The South African government has implemented mitigation and adaptation policy initiatives (14). However, without the dramatic turnaround by the major producers of greenhouse gases, reverting to the key principles of the Kyoto Agreement, mitigation strategies by countries like South Africa have limited impact. We clearly need global responses to this crisis. Organisations such as PHASA and RuDASA need to build international alliances, ensure that the impacts of climate on the health of the marginalised urban and rural poor are placed firmly on the global agenda. Through the mobilisation of non-governmental organisations nationally and internationally, community based structures and international agencies, we need to bring pressure to bear on those with the power to make the changes. As a signatory to the “Global Call to Action” launched in Durban in December 2011, PHASA has joined a growing band of international health organisations taking up this challenge.
However, these activist strategies must work together with strategies of adaptation. We urgently need to develop a research agenda that determines the human impacts of climate change, prioritise those impacts likely to produce the most adverse outcomes, and develop strategies to address these. These approaches require multidisciplinary engagement, from health professionals, environmental scientists, urban planners, architects, engineers and many more. In my experience, no-one but public health professionals understand and are best equipped to develop these multidisciplinary approaches, it is therefore incumbent on us here to take the lead in these initiatives and to a large extent we need to lead by example: greening the healthcare sector is one small step.

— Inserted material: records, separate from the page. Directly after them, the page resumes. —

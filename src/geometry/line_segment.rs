use std::f64::consts::PI;

use super::{normalize_angle, Point, PARALLEL_EPSILON, POINT_EPSILON};

/// A directed line segment between two points.
///
/// Length and angle are computed once at construction and reused by every
/// predicate. The angle is the screen-space bearing of `p1 → p2`:
/// `atan2(dy, dx)` with `y` growing downwards, so an angle of `π/2` points
/// down the screen.
#[derive(Clone, Copy, Debug)]
pub struct LineSegment {
    p1: Point,
    p2: Point,
    length: f64,
    angle: f64,
}

/// Intersection of two segments, parameterized on both.
///
/// `t` locates the intersection along the first segment, `u` along the
/// second; both are clamped to `[0, 1]`.
#[derive(Clone, Copy, Debug, PartialEq)]
pub struct SegmentIntersection {
    pub x: f64,
    pub y: f64,
    pub t: f64,
    pub u: f64,
}

/// Result of projecting a point onto a segment's carrier line.
///
/// `t` is unclamped (values outside `[0, 1]` fall beyond the segment ends),
/// `distance_squared` is measured to the infinite carrier line, and `side` is
/// the sign of the cross product of the segment direction with the vector
/// from `p1` to the query point: `+1` right of the direction of travel in
/// screen space, `-1` left, `0` on the line.
#[derive(Clone, Copy, Debug, PartialEq)]
pub struct ClosestPoint {
    pub t: f64,
    pub distance_squared: f64,
    pub side: i8,
}

impl LineSegment {
    pub fn new<P: Into<Point>>(p1: P, p2: P) -> Self {
        let (p1, p2) = (p1.into(), p2.into());
        let dx = p2.x - p1.x;
        let dy = p2.y - p1.y;
        LineSegment {
            p1,
            p2,
            length: (dx * dx + dy * dy).sqrt(),
            angle: dy.atan2(dx),
        }
    }

    pub fn p1(&self) -> Point {
        self.p1
    }

    pub fn p2(&self) -> Point {
        self.p2
    }

    pub fn length(&self) -> f64 {
        self.length
    }

    pub fn angle(&self) -> f64 {
        self.angle
    }

    pub fn dx(&self) -> f64 {
        self.p2.x - self.p1.x
    }

    pub fn dy(&self) -> f64 {
        self.p2.y - self.p1.y
    }

    /// The same segment, traversed the other way.
    pub fn reversed(&self) -> LineSegment {
        LineSegment::new(self.p2, self.p1)
    }

    /// Point at parameter `t` (`0` at `p1`, `1` at `p2`).
    pub fn lerp(&self, t: f64) -> Point {
        Point::new(self.p1.x + self.dx() * t, self.p1.y + self.dy() * t)
    }

    /// Whether this segment runs in the "clockwise" direction used for shape
    /// tracing: left-to-right by more than a pixel, or within a pixel of
    /// vertical and top-to-bottom.
    pub fn clockwise(&self) -> bool {
        if self.dx() > POINT_EPSILON {
            true
        } else if self.dx().abs() <= POINT_EPSILON {
            self.dy() > 0.0
        } else {
            false
        }
    }

    /// Direction-insensitive tolerant equality: the unordered endpoint pairs
    /// coincide.
    pub fn coincident_with(&self, other: &LineSegment) -> bool {
        (self.p1.coincident(&other.p1) && self.p2.coincident(&other.p2))
            || (self.p1.coincident(&other.p2) && self.p2.coincident(&other.p1))
    }

    /// Whether the two carrier lines are parallel within `tolerance` radians.
    ///
    /// The angular difference is normalized into `[0, π/2]`, so direction of
    /// travel does not matter.
    pub fn is_parallel_to_within(&self, other: &LineSegment, tolerance: f64) -> bool {
        let mut diff = (self.angle - other.angle).abs() % PI;
        if diff > PI / 2.0 {
            diff = PI - diff;
        }
        diff <= tolerance
    }

    /// [`is_parallel_to_within`](Self::is_parallel_to_within) at the
    /// crate-wide [`PARALLEL_EPSILON`](super::PARALLEL_EPSILON).
    pub fn is_parallel_to(&self, other: &LineSegment) -> bool {
        self.is_parallel_to_within(other, PARALLEL_EPSILON)
    }

    /// Solves the 2×2 linear system for the crossing of two segments.
    ///
    /// Returns `None` for parallel segments and for crossings falling outside
    /// either segment by more than a pixel's worth of parameter. In-range
    /// results have `t` and `u` clamped to `[0, 1]`, so a crossing within
    /// tolerance of an endpoint reports exactly that endpoint.
    pub fn intersects_at(&self, other: &LineSegment) -> Option<SegmentIntersection> {
        if self.length <= f64::EPSILON || other.length <= f64::EPSILON {
            return None;
        }
        if self.is_parallel_to(other) {
            return None;
        }

        let (dx1, dy1) = (self.dx(), self.dy());
        let (dx2, dy2) = (other.dx(), other.dy());
        let denominator = dx1 * dy2 - dy1 * dx2;
        if denominator == 0.0 {
            return None;
        }

        let ox = other.p1.x - self.p1.x;
        let oy = other.p1.y - self.p1.y;
        let t = (ox * dy2 - oy * dx2) / denominator;
        let u = (ox * dy1 - oy * dx1) / denominator;

        let t_tolerance = POINT_EPSILON / self.length;
        let u_tolerance = POINT_EPSILON / other.length;
        if t < -t_tolerance
            || t > 1.0 + t_tolerance
            || u < -u_tolerance
            || u > 1.0 + u_tolerance
        {
            return None;
        }

        let t = t.clamp(0.0, 1.0);
        let u = u.clamp(0.0, 1.0);
        let at = self.lerp(t);
        Some(SegmentIntersection { x: at.x, y: at.y, t, u })
    }

    /// Projects `(x, y)` onto this segment's carrier line.
    pub fn find_closest_point_on_line_to(&self, x: f64, y: f64) -> ClosestPoint {
        let (dx, dy) = (self.dx(), self.dy());
        let length_squared = dx * dx + dy * dy;
        let vx = x - self.p1.x;
        let vy = y - self.p1.y;

        if length_squared <= f64::EPSILON {
            return ClosestPoint {
                t: 0.0,
                distance_squared: vx * vx + vy * vy,
                side: 0,
            };
        }

        let t = (vx * dx + vy * dy) / length_squared;
        let cross = dx * vy - dy * vx;
        let side = if cross.abs() <= f64::EPSILON * length_squared.max(1.0) {
            0
        } else if cross > 0.0 {
            1
        } else {
            -1
        };
        ClosestPoint {
            t,
            distance_squared: cross * cross / length_squared,
            side,
        }
    }

    /// Clockwise interior angle from this segment to `other`, in `[0, 2π)`.
    ///
    /// Assumes `other` starts where `self` ends and the surrounding polygon
    /// is traced clockwise, so a square corner reports `π/2` and a reflex
    /// corner reports `3π/2`.
    pub fn angle_between(&self, other: &LineSegment) -> f64 {
        normalize_angle(self.angle - other.angle + PI)
    }

    /// Whether this segment's direction falls between `a` and `b`: the angle
    /// from `a` to `self` is smaller than the angle from `a` to `b`.
    pub fn is_between(&self, a: &LineSegment, b: &LineSegment) -> bool {
        a.angle_between(self) < a.angle_between(b)
    }
}

#[cfg(test)]
mod test {
    use super::*;
    use approx::assert_relative_eq;

    fn seg(x1: f64, y1: f64, x2: f64, y2: f64) -> LineSegment {
        LineSegment::new((x1, y1), (x2, y2))
    }

    #[test]
    fn clockwise_direction_flag() {
        // left-to-right
        assert!(seg(0.0, 0.0, 100.0, 0.0).clockwise());
        // right-to-left
        assert!(!seg(100.0, 0.0, 0.0, 0.0).clockwise());
        // vertical, top-to-bottom
        assert!(seg(0.0, 0.0, 0.0, 100.0).clockwise());
        // vertical, bottom-to-top
        assert!(!seg(0.0, 100.0, 0.0, 0.0).clockwise());
        // near-vertical within a pixel still uses the vertical rule
        assert!(seg(0.0, 0.0, 0.5, 100.0).clockwise());
        assert!(!seg(0.5, 100.0, 0.0, 0.0).clockwise());
    }

    #[test]
    fn parallel_is_direction_insensitive() {
        let a = seg(0.0, 0.0, 100.0, 0.0);
        assert!(a.is_parallel_to(&seg(0.0, 50.0, 100.0, 50.0)));
        assert!(a.is_parallel_to(&seg(100.0, 50.0, 0.0, 50.0)));
        assert!(a.is_parallel_to(&seg(0.0, 0.0, 100.0, 4.0))); // 0.04 rad
        assert!(!a.is_parallel_to(&seg(0.0, 0.0, 100.0, 10.0)));
        assert!(!a.is_parallel_to(&seg(0.0, 0.0, 0.0, 100.0)));
    }

    #[test]
    fn intersection_parameters() {
        let ray = seg(-50.0, 50.0, 150.0, 50.0);
        let edge = seg(0.0, 100.0, 0.0, 0.0);
        let hit = ray.intersects_at(&edge).unwrap();
        assert_relative_eq!(hit.t, 0.25);
        assert_relative_eq!(hit.u, 0.5);
        assert_relative_eq!(hit.x, 0.0);
        assert_relative_eq!(hit.y, 50.0);
    }

    #[test]
    fn intersection_misses_are_none() {
        let a = seg(0.0, 0.0, 100.0, 0.0);
        // parallel
        assert!(a.intersects_at(&seg(0.0, 10.0, 100.0, 10.0)).is_none());
        // crossing far beyond the other segment's end
        assert!(a.intersects_at(&seg(50.0, 10.0, 50.0, 200.0)).is_none());
    }

    #[test]
    fn near_endpoint_intersections_clamp() {
        let a = seg(0.0, 0.0, 100.0, 0.0);
        // crosses 0.5 px beyond a's end: within tolerance, clamped to t = 1
        let hit = a.intersects_at(&seg(100.5, -50.0, 100.5, 50.0)).unwrap();
        assert_relative_eq!(hit.t, 1.0);
        // 2 px beyond is out of tolerance
        assert!(a.intersects_at(&seg(102.0, -50.0, 102.0, 50.0)).is_none());
    }

    #[test]
    fn closest_point_side_signs() {
        let a = seg(0.0, 0.0, 100.0, 0.0);
        // below the segment in screen space (y down) is the right-hand side
        assert_eq!(a.find_closest_point_on_line_to(50.0, 10.0).side, 1);
        assert_eq!(a.find_closest_point_on_line_to(50.0, -10.0).side, -1);
        assert_eq!(a.find_closest_point_on_line_to(50.0, 0.0).side, 0);

        let c = a.find_closest_point_on_line_to(25.0, 10.0);
        assert_relative_eq!(c.t, 0.25);
        assert_relative_eq!(c.distance_squared, 100.0);

        // unclamped parameter beyond the ends
        assert_relative_eq!(a.find_closest_point_on_line_to(150.0, 0.0).t, 1.5);
    }

    #[test]
    fn interior_angles_on_a_clockwise_square() {
        // square traced clockwise in screen space
        let top = seg(0.0, 0.0, 100.0, 0.0);
        let right = seg(100.0, 0.0, 100.0, 100.0);
        assert_relative_eq!(top.angle_between(&right), PI / 2.0);

        // reflex corner of an L-shape
        let incoming = seg(200.0, 100.0, 100.0, 100.0);
        let outgoing = seg(100.0, 100.0, 100.0, 200.0);
        assert_relative_eq!(incoming.angle_between(&outgoing), 3.0 * PI / 2.0);
    }

    #[test]
    fn is_between_orders_by_turn() {
        let incoming = seg(0.0, 0.0, 100.0, 0.0);
        let down = seg(100.0, 0.0, 100.0, 100.0);
        let diag_inside = seg(100.0, 0.0, 50.0, 50.0);
        let diag_outside = seg(100.0, 0.0, 150.0, -50.0);
        assert!(diag_inside.is_between(&incoming, &down));
        assert!(!diag_outside.is_between(&incoming, &down));
    }
}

Placing climate change on the agenda of this joint national meeting of PHASA and RuDASA is particularly significant: the populations most vulnerable to climate change are the marginalised in the cities and the rural poor: whether it is the spread of malaria, cholera or increase in respiratory diseases, whether it is the destruction of food sources and homes, loss of employment, forced migration – the marginalised and vulnerable will be at the receiving end of this onslaught. It is therefore incumbent on both PHASA and RuDASA to play the leading roles in addressing this challenge.
Note that the views expressed in this article are those of the author(s) and do not necessarily represent the views of PHASA.